“North Dakota is really cold!!!”
That is what almost every person told me when they heard I would be at the University of North Dakota for my year of internship. I would then smugly tell each person that my first year of graduate school had been in Boston during the coldest winter the city had experienced in 27 years. So, I could obviously handle it. I was SO WRONG. There isn’t an adequate word for how cold it is in North Dakota. Sorry to everyone for the smugness.
My year in ND was difficult and not just because of the weather, though that was part of it. I had to learn to use my voice in situations that were truly painful. Additionally, the culture was so different than the one in which I was raised. I was often lonely and scared. It was a hard year. It was also a precious year. I gained a lifelong friend who honors me with her presence and trust. I had fellow interns who walked kindly with me. Some counseling center staff were kind and gave me foundational components for the way I do therapy. One was the woman who was in charge of our intern program, Rhandi. I can still remember what it felt like to sit in her office. The light filtered through the windows filling the space with warmth. She had this way of sitting with my questions and engaging with me so that I was both fully accepted and equally challenged. My time with her was a gift.
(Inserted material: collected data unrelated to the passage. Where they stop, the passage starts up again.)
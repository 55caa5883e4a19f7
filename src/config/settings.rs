use serde::Deserialize;

use crate::utils::constants::{
    DEFAULT_LEAD_TIME_SECONDS, DEFAULT_REQUEST_TIMEOUT_MS, DEFAULT_RETRY_ATTEMPTS,
    DEFAULT_RETRY_BASE_DELAY_MS, DEFAULT_RETRY_MAX_DELAY_MS, DEFAULT_STARTUP_TIMEOUT_MS,
    DEFAULT_TICK_INTERVAL_SECONDS,
};

/// ================================
/// Global service-wide settings
/// ================================
#[derive(Debug, Deserialize, Clone, Default)]
pub struct SettingsConfig {
    #[serde(default)]
    pub renewal: RenewalConfig,
    pub retry: Option<RetryConfig>,
    #[serde(default)]
    pub metrics: MetricsConfig,
    #[serde(default)]
    pub server: ServerConfig,
    pub logging: Option<LoggingConfig>,
}

#[derive(Debug, Deserialize, Clone)]
pub struct RenewalConfig {
    /// fixed scheduler cadence, independent of token ttl
    #[serde(default = "default_tick_interval_seconds")]
    pub tick_interval_seconds: u64,
    /// renew when the token has less than this left
    #[serde(default = "default_lead_time_seconds")]
    pub lead_time_seconds: u64,
    /// per token endpoint call
    #[serde(default = "default_request_timeout_ms")]
    pub request_timeout_ms: u64,
    /// upper bound for the renewal performed while starting
    #[serde(default = "default_startup_timeout_ms")]
    pub startup_timeout_ms: u64,
}

impl Default for RenewalConfig {
    fn default() -> Self {
        Self {
            tick_interval_seconds: DEFAULT_TICK_INTERVAL_SECONDS,
            lead_time_seconds: DEFAULT_LEAD_TIME_SECONDS,
            request_timeout_ms: DEFAULT_REQUEST_TIMEOUT_MS,
            startup_timeout_ms: DEFAULT_STARTUP_TIMEOUT_MS,
        }
    }
}

#[derive(Debug, Deserialize, Clone)]
pub struct RetryConfig {
    pub attempts: Option<u32>,
    /// will be mutiply by 2 on every attempt until max_delay_ms
    pub base_delay_ms: Option<u64>,
    /// invariant: >= base_delay_ms
    pub max_delay_ms: Option<u64>,
}

impl Default for RetryConfig {
    fn default() -> Self {
        Self {
            attempts: Some(DEFAULT_RETRY_ATTEMPTS),
            base_delay_ms: Some(DEFAULT_RETRY_BASE_DELAY_MS),
            max_delay_ms: Some(DEFAULT_RETRY_MAX_DELAY_MS),
        }
    }
}

#[derive(Debug, Deserialize, Clone)]
pub struct MetricsConfig {
    #[serde(default = "default_metrics_path")]
    pub path: String,
    #[serde(default)]
    pub is_enabled: bool,
}

impl Default for MetricsConfig {
    fn default() -> Self {
        Self {
            path: default_metrics_path(),
            is_enabled: false,
        }
    }
}

#[derive(Debug, Deserialize, Clone)]
pub struct ServerConfig {
    #[serde(default = "default_server_enabled")]
    pub is_enabled: bool,
    #[serde(default = "default_host")]
    pub host: String,
    #[serde(default = "default_port")]
    pub port: String,
}

impl Default for ServerConfig {
    fn default() -> Self {
        Self {
            is_enabled: default_server_enabled(),
            host: default_host(),
            port: default_port(),
        }
    }
}

/// ================================
/// Logging
/// ================================
#[derive(Debug, Deserialize, Clone)]
pub struct LoggingConfig {
    pub level: String, // allowed: trace, debug, info, warn, error
    pub format: LogFormat,
}

impl LoggingConfig {
    pub fn new(level: String, format: LogFormat) -> Self {
        Self { level, format }
    }
}

#[derive(Clone, Debug, Deserialize, PartialEq, Eq)]
#[serde(rename_all = "lowercase")]
pub enum LogFormat {
    Json,
    Compact,
}

fn default_tick_interval_seconds() -> u64 {
    DEFAULT_TICK_INTERVAL_SECONDS
}

fn default_lead_time_seconds() -> u64 {
    DEFAULT_LEAD_TIME_SECONDS
}

fn default_request_timeout_ms() -> u64 {
    DEFAULT_REQUEST_TIMEOUT_MS
}

fn default_startup_timeout_ms() -> u64 {
    DEFAULT_STARTUP_TIMEOUT_MS
}

fn default_metrics_path() -> String {
    "/metrics".to_string()
}

fn default_server_enabled() -> bool {
    true
}

fn default_host() -> String {
    "127.0.0.1".to_string()
}

fn default_port() -> String {
    "8085".to_string()
}
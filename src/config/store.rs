use serde::Deserialize;

pub const DEFAULT_MIRROR_VARIABLE: &str = "ACCESS_TOKEN";

/// ================================
/// Credential store
/// ================================
#[derive(Debug, Deserialize, Clone)]
pub struct StoreConfig {
    /// JSON file holding the current token record.
    pub path: String,
    /// Optional read-only copy of the access token for operators.
    pub mirror: Option<MirrorConfig>,
}

#[derive(Debug, Deserialize, Clone)]
pub struct MirrorConfig {
    pub path: String,
    #[serde(default)]
    pub format: MirrorFormat,
    /// Variable name for `format: env`.
    pub variable: Option<String>,
}

#[derive(Debug, Deserialize, Clone, Copy, PartialEq, Eq, Default)]
#[serde(rename_all = "snake_case")]
pub enum MirrorFormat {
    /// Token value only.
    #[default]
    Raw,
    /// `NAME=value` line inside an env file; other lines are preserved.
    Env,
}
//! Durable storage of the single current [`TokenRecord`].

pub mod file_store;
pub mod memory_store;

use async_trait::async_trait;

use crate::cache::token_record::TokenRecord;
use crate::error::StoreError;

pub use file_store::FileCredentialStore;
pub use memory_store::MemoryCredentialStore;

/// Pluggable persistence backend: a local file, a secrets manager, a database
/// row. Implementations must make `save` all-or-nothing.
#[async_trait]
pub trait CredentialStore: Send + Sync {
    /// `Ok(None)` on first run.
    async fn load(&self) -> Result<Option<TokenRecord>, StoreError>;

    async fn save(&self, record: &TokenRecord) -> Result<(), StoreError>;
}
use std::sync::Arc;

use anyhow::{Context, Result};
use axum::Router;
use tokio::net::TcpListener;
use tokio_util::sync::CancellationToken;
use tracing::info;

use crate::config::settings::SettingsConfig;
use crate::manager::token_manager::TokenManager;
use crate::observability::metrics::Metrics;
use crate::observability::routes;
use crate::server::routes as status_routes;

#[derive(Clone)]
pub struct AppState {
    pub manager: TokenManager,
    pub metrics: Arc<Metrics>,
}

impl AppState {
    pub fn new(manager: TokenManager, metrics: Arc<Metrics>) -> Self {
        Self { manager, metrics }
    }
}

pub fn app(settings_config: &SettingsConfig, state: AppState) -> Router {
    Router::new()
        .merge(routes::router(&settings_config.metrics))
        .merge(status_routes::router())
        .with_state(state)
}

/// Bind the configured address. `None` when the server is disabled.
pub async fn bind(settings_config: &SettingsConfig) -> Result<Option<TcpListener>> {
    if !settings_config.server.is_enabled {
        info!("http server disabled");
        return Ok(None);
    }

    let bind_addr = format!("{}:{}", settings_config.server.host, settings_config.server.port);
    let listener = TcpListener::bind(&bind_addr)
        .await
        .with_context(|| format!("failed to bind http server on {}", bind_addr))?;
    info!("http server listening on {}", bind_addr);
    Ok(Some(listener))
}

/// Serve the inspection endpoints on an already bound listener until
/// `shutdown` is cancelled.
pub async fn serve(
    listener: TcpListener,
    settings_config: &SettingsConfig,
    state: AppState,
    shutdown: CancellationToken,
) -> Result<()> {
    let app = app(settings_config, state);
    axum::serve(listener, app)
        .with_graceful_shutdown(shutdown.cancelled_owned())
        .await?;
    info!("http server stopped");
    Ok(())
}
use std::path::Path;

use anyhow::{anyhow, Result};
use regex::Regex;
use tokio::fs;
use tracing::{debug, error};

use crate::config::proc_validator;
use crate::config::provider::ServiceConfig;
use crate::config::settings::{LogFormat, LoggingConfig, RetryConfig};

/// Load and validate config from YAML file
pub async fn file_to_config(path: &Path) -> Result<ServiceConfig> {
    let content = fs::read_to_string(path).await?;
    let expanded = expand_env_vars(&content)?;
    parse_config(expanded).await
}

pub async fn parse_config(content: String) -> Result<ServiceConfig> {
    let mut service_config: ServiceConfig = serde_yaml::from_str(&content)
        .inspect_err(|e| error!("parse config error: {}", e))?;

    // Apply defaults
    if service_config.settings.logging.is_none() {
        service_config.settings.logging = Some(LoggingConfig::new("info".to_owned(), LogFormat::Compact));
    }
    if service_config.settings.retry.is_none() {
        service_config.settings.retry = Some(RetryConfig::default());
    }

    debug!("validation config ...");
    proc_validator::validate_service_config(&service_config)
        .map_err(|errors| anyhow!("invalid config:\n  - {}", errors.join("\n  - ")))?;

    Ok(service_config)
}

/// `${VAR}` and `${VAR:default}`; unset variables without a default expand to "".
pub fn expand_env_vars(input: &str) -> Result<String> {
    let re = Regex::new(r"\$\{(\w+)(?::([^\}]*))?\}")?;
    let expanded = re.replace_all(input, |caps: &regex::Captures| {
        let var = &caps[1];
        let default = caps.get(2).map(|m| m.as_str()).unwrap_or("");
        std::env::var(var).unwrap_or_else(|_| default.to_string())
    });
    Ok(expanded.into_owned())
}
Often we, the interns, would have trainings or meetings with different people. One day, a staff member named Jim Murphy was providing the training. He was the center’s expert on addiction. Students LOVED him. He, like Rhandi, had this ability to fully accept someone and challenge them simultaneously. That day, I was worn out and less than thrilled about our time with Jim. My internal thoughts went something like this: “Why do I need to learn about addiction? I am not going to work with addicts.” (Please insert cackling laughter here. Spoiler alert: We are all a little bit addcit-y.) Then, Jim walked to the board and drew “The Two Sides of the Street.”
And, as I looked at that drawing, my life as a person and as a therapist changed. I am not being dramatic. My brain lit up and I had a picture for the work I had been doing. He described life and the internal work of therapy in a way that changed almost everything for me.
The description that I give of this drawing goes something like this. There are two sides to the street. Your side and the other person’s side. On your side are your thoughts, feelings and behaviors. On his/her side are his/her thoughts, feelings and behaviors. You are not responsible or in charge or their side of the street. You are responsible and in charge of yours. The other person is not responsible or in charge of your side of the street. They are responsible and in charge of theirs. You have complete responsibility for your thoughts, your feelings and your behaviors. (Note: This is outside of abuse or victim situations. When somebody else has taken your choices, this does not apply. Do NOT apply this to true abuse and victim situations.)
I am betting up until this point you have all been nodding your heads in agreement. You think we are on the same page. The following statement is where most people start to get a little bit prickly and don’t quite agree anymore. People, outside of abuse/victim situations, cannot MAKE you feel. I repeat: other people cannot make you feel. They can communicate mean or even hateful things to you. They can be passive aggressive toward you. They can lie to your face. You will understandably have a lot of feelings about what they are saying or how they are treating you. But, they cannot MAKE you feel. Your feelings are your responsibility. Though that may feel scary or painful, this truth can be a huge foundational component of your healing process.
For this week, I would like for y’all to sit with this drawing and what you think and feel about this part of the description. It’s can be a lot to start to process. In our next post(s), I will write more about the drawing, how it applies to children, what else it can teach us, and how it can be used to understand codependency. However, for now, just sit with the drawing and the description. There is definitely more to come.
I want to end this post on a personal note. When I first thought about writing this post, I could not for the life of me remember Jim’s last name. So, I went to google to find it. In doing so, I found out that Jim died this past July. Eyes full of tears as I read the article. It has been 10 and a half years since my internship. I wish I had written him. I wish I had made that effort to reach out and thank him. To tell him that now, as I am in full time private practice, that I draw this drawing every week. Jim – thank you. You changed my life and the way I help others heal. You were so kind to me. Thank you for all that you did, how you lived and all the lives you changed. You were a light in the darkness.